Novice teachers sometimes plan lessons without trying them out on students, he explains, so they don’t get any interaction or feedback.

“They don’t know if students are developing an understanding of the material or whether they’re completely befuddled.”

“The teacher is mostly talking and proceeding, while students are passively and sometimes politely sitting in their seats. The teacher is forging ahead as planned, oblivious to what we know about effective teaching practices – much like a college lecture.”

Sometimes a single student question – like “Why do we have to know this stuff? — quickly derails the teacher.

“It is priceless to watch teachers’ expressions when they have developed a whole lesson but haven’t thought about why their students should learn that specific content, or when a student asks a question that causes the teacher to think, and realize that their own understanding of the content is not what they thought it was, nor what it should be to teach it effectively.”

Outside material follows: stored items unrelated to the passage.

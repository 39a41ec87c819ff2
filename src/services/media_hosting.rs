use crate::config::MediaHostingConfig;
use crate::services::error::{BackendError, failure_body};
use async_trait::async_trait;
use base64::Engine;
use base64::engine::general_purpose::STANDARD;
use bytes::Bytes;
use reqwest::header;
use serde::{Deserialize, Serialize};
use serde_json::json;
use uuid::Uuid;

const PROVIDER: &str = "Mux";

/// Identifiers returned to the caller after a media upload
#[derive(Debug, Clone, PartialEq, Eq, Serialize)]
#[serde(rename_all = "camelCase")]
pub struct MediaUpload {
    pub media_upload_id: String,
    pub upload_url: String,
    #[serde(skip_serializing_if = "Option::is_none")]
    pub external_id: Option<String>,
}

#[async_trait]
pub trait MediaHost: Send + Sync {
    async fn upload(
        &self,
        data: Bytes,
        mime_type: Option<&str>,
        original_name: &str,
    ) -> Result<MediaUpload, BackendError>;
}

#[derive(Debug, Deserialize)]
struct Envelope<T> {
    data: Option<T>,
}

#[derive(Debug, Deserialize)]
struct DirectUpload {
    id: Option<String>,
    url: Option<String>,
}

/// Mux direct uploads: create an upload slot, then PUT the bytes to the
/// single-use URL it returns.
pub struct MuxMediaHost {
    http: reqwest::Client,
    config: MediaHostingConfig,
}

impl MuxMediaHost {
    pub fn new(http: reqwest::Client, config: MediaHostingConfig) -> Self {
        Self { http, config }
    }

    fn uploads_endpoint(&self) -> String {
        format!(
            "{}/video/v1/uploads",
            self.config.api_base.trim_end_matches('/')
        )
    }

    async fn create_upload(
        &self,
        external_id: &str,
        original_name: &str,
    ) -> Result<(String, String), BackendError> {
        let request_body = json!({
            "cors_origin": "*",
            "new_asset_settings": {
                "playback_policy": ["public"],
                "passthrough": external_id,
                "meta": {
                    "title": original_name,
                    "external_id": external_id,
                },
            },
        });

        let response = self
            .http
            .post(self.uploads_endpoint())
            .header(
                header::AUTHORIZATION,
                basic_auth(&self.config.token_id, &self.config.token_secret),
            )
            .header(header::ACCEPT, "application/json")
            .json(&request_body)
            .send()
            .await
            .map_err(BackendError::transport(PROVIDER))?;

        let status = response.status();
        if !status.is_success() {
            let body = failure_body(response).await;
            tracing::error!(status = status.as_u16(), "Mux upload creation rejected");
            return Err(BackendError::Create {
                provider: PROVIDER,
                status: status.as_u16(),
                body,
            });
        }

        let text = response
            .text()
            .await
            .map_err(BackendError::transport(PROVIDER))?;
        parse_direct_upload(&text)
    }
}

#[async_trait]
impl MediaHost for MuxMediaHost {
    async fn upload(
        &self,
        data: Bytes,
        mime_type: Option<&str>,
        original_name: &str,
    ) -> Result<MediaUpload, BackendError> {
        let external_id = Uuid::new_v4().to_string();
        let (upload_id, upload_url) = self.create_upload(&external_id, original_name).await?;
        tracing::debug!(upload_id = %upload_id, "Mux direct upload created");

        let size = data.len();
        let response = self
            .http
            .put(&upload_url)
            .header(
                header::CONTENT_TYPE,
                mime_type.unwrap_or(mime::APPLICATION_OCTET_STREAM.as_ref()),
            )
            .body(data)
            .send()
            .await
            .map_err(BackendError::transport(PROVIDER))?;

        let status = response.status();
        if !status.is_success() {
            let body = failure_body(response).await;
            tracing::error!(upload_id = %upload_id, status = status.as_u16(), "Mux PUT rejected");
            return Err(BackendError::Upload {
                provider: PROVIDER,
                status: status.as_u16(),
                body,
            });
        }

        tracing::info!("🎬 Sent {} ({} bytes) to Mux upload {}", original_name, size, upload_id);

        Ok(MediaUpload {
            media_upload_id: upload_id,
            upload_url,
            external_id: Some(external_id),
        })
    }
}

/// `Authorization` value for the Mux token pair.
pub fn basic_auth(token_id: &str, token_secret: &str) -> String {
    format!(
        "Basic {}",
        STANDARD.encode(format!("{}:{}", token_id, token_secret))
    )
}

fn parse_direct_upload(text: &str) -> Result<(String, String), BackendError> {
    let envelope: Envelope<DirectUpload> =
        serde_json::from_str(text).map_err(|e| BackendError::Decode {
            provider: PROVIDER,
            message: e.to_string(),
        })?;

    let missing = |field| BackendError::MissingField {
        provider: PROVIDER,
        field,
    };

    let upload = envelope.data.ok_or_else(|| missing("data"))?;
    let id = upload
        .id
        .filter(|v| !v.is_empty())
        .ok_or_else(|| missing("data.id"))?;
    let url = upload
        .url
        .filter(|v| !v.is_empty())
        .ok_or_else(|| missing("data.url"))?;

    Ok((id, url))
}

A University of Central Florida team (including Lisa Dieker, a former faculty member in UWM’s School of Education) developed the TeachLive program, and Berg and UWM are among the 22 university partners involved in testing it.

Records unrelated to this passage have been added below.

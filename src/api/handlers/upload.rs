use crate::AppState;
use crate::api::error::AppError;
use crate::services::classifier::{Backend, classify};
use crate::services::media_hosting::MediaUpload;
use crate::services::staging::StagedUpload;
use crate::utils::validation::storage_key;
use axum::{
    Json,
    extract::{Multipart, State, multipart::MultipartRejection},
};
use bytes::Bytes;
use serde::Serialize;

/// Where the bytes ended up
#[derive(Debug, Serialize)]
#[serde(untagged)]
pub enum UploadOutcome {
    ObjectStore(StoredObject),
    MediaHosting(MediaUpload),
}

#[derive(Debug, Serialize)]
#[serde(rename_all = "camelCase")]
pub struct StoredObject {
    pub storage_url: String,
}

#[derive(Debug, Serialize)]
pub struct UploadResponse {
    pub ok: bool,
    pub filename: String,
    #[serde(skip_serializing_if = "Option::is_none")]
    pub mimetype: Option<String>,
    pub size: u64,
    #[serde(flatten)]
    pub outcome: UploadOutcome,
}

/// `POST /upload`: stage the `file` field, pick a backend from its declared
/// media type, relay the bytes and report where they went.
///
/// The staged file is removed before responding, whether or not the upload
/// succeeded.
pub async fn upload_file(
    State(state): State<AppState>,
    multipart: Result<Multipart, MultipartRejection>,
) -> Result<Json<UploadResponse>, AppError> {
    let multipart = multipart.map_err(|e| AppError::BadRequest(e.body_text()))?;

    let staged = state.staging.stage(multipart).await?;
    tracing::info!(
        "📦 Received {} ({} bytes, {})",
        staged.original_name,
        staged.size_bytes,
        staged.declared_media_type.as_deref().unwrap_or("no media type")
    );

    let outcome = relay(&state, &staged).await;
    staged.discard().await;
    let outcome = outcome?;

    Ok(Json(UploadResponse {
        ok: true,
        filename: staged.original_name,
        mimetype: staged.declared_media_type,
        size: staged.size_bytes,
        outcome,
    }))
}

async fn relay(state: &AppState, staged: &StagedUpload) -> Result<UploadOutcome, AppError> {
    let mime_type = staged.declared_media_type.as_deref();
    let backend = classify(mime_type);
    tracing::debug!("Routing {} to {:?}", staged.original_name, backend);

    // The permit also bounds how many staged files are held in memory.
    let _permit = state
        .upload_permits
        .acquire()
        .await
        .map_err(|e| AppError::Internal(e.to_string()))?;
    let data = Bytes::from(tokio::fs::read(&staged.local_path).await?);

    match backend {
        Backend::ObjectStore => {
            let key = storage_key(&staged.original_name);
            let storage_url = state.object_store.upload(data, &key, mime_type).await?;
            Ok(UploadOutcome::ObjectStore(StoredObject { storage_url }))
        }
        Backend::MediaHosting => {
            let upload = state
                .media_host
                .upload(data, mime_type, &staged.original_name)
                .await?;
            Ok(UploadOutcome::MediaHosting(upload))
        }
    }
}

“I was worried before I tried it,” says Robin McGuigan, a junior in education, after her second session with the TeachLive program. “It’s a little like a video game, but the object is to get your students engaged in the lesson.”

“The first time around, it was kind of creepy,” says Trevor Derksen, also a junior in education, “but now I’m finding it very useful.”

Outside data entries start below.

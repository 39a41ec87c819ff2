use crate::services::error::BackendError;
use crate::services::staging::StagingError;
use axum::{
    Json,
    http::StatusCode,
    response::{IntoResponse, Response},
};
use serde_json::json;
use thiserror::Error;

#[derive(Error, Debug)]
pub enum AppError {
    #[error(transparent)]
    Staging(#[from] StagingError),

    #[error(transparent)]
    Backend(#[from] BackendError),

    #[error("Failed to read staged file: {0}")]
    LocalIo(#[from] std::io::Error),

    #[error("{0}")]
    BadRequest(String),

    #[error("Not found")]
    NotFound,

    #[error("{0}")]
    Internal(String),
}

impl AppError {
    pub fn status(&self) -> StatusCode {
        match self {
            AppError::Staging(StagingError::Malformed(_) | StagingError::NoFileProvided)
            | AppError::BadRequest(_) => StatusCode::BAD_REQUEST,
            AppError::NotFound => StatusCode::NOT_FOUND,
            AppError::Staging(StagingError::Io(_))
            | AppError::Backend(_)
            | AppError::LocalIo(_)
            | AppError::Internal(_) => StatusCode::INTERNAL_SERVER_ERROR,
        }
    }
}

impl IntoResponse for AppError {
    fn into_response(self) -> Response {
        let status = self.status();
        let message = self.to_string();

        match status {
            StatusCode::INTERNAL_SERVER_ERROR => tracing::error!("Upload failed: {}", message),
            StatusCode::NOT_FOUND => {}
            _ => tracing::warn!("Rejected upload: {}", message),
        }

        let body = Json(json!({
            "error": message
        }));

        (status, body).into_response()
    }
}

Berg says because the avatars are speaking and talking in real human voices and interacting with the teacher much like real students might, it causes a bit of dissonance, and students often wonder how this simulation works.

In UWM’s TeachLive lab, the aspiring teachers are videotaped as they present their lessons. Berg then goes over the videotape with the students and offers feedback.

Defining and refining skills

The beauty of the virtual classroom, he says, is that students can go back in and work on lessons, or redo and improve their teaching – practicing until they learn the skills they need.

“Teaching is an extremely complex task, especially if the lesson is an effective one and all students are engaged to the max,” says Berg. “Research tells us very clearly that to have the most impact on learning, we need to think of a class of students as 30 individual learners, finding out what they know or think and getting them all connected and deeply engaged in the lesson.

“To create this type of learning environment is a very complex task, so we place future teachers in a controlled setting – TeachLive – and begin with five students, with some of the confounding factors removed, lessening the difficulty.

“Then we can increase the challenge as they develop and refine their teaching skills and elevate their level of confidence,” he says.

It is rare to see anyone teach at even a mediocre level when they first stand in front of a real classroom or the TeachLive simulator, says Berg. “That reinforces the need for highly effective teacher preparation programs like MACSTEP [Milwaukee Area Collaborative Science and Mathematics Teacher Education Program], which use research-based strategies for developing teachers, and the use of powerful tools like TeachLive to help.”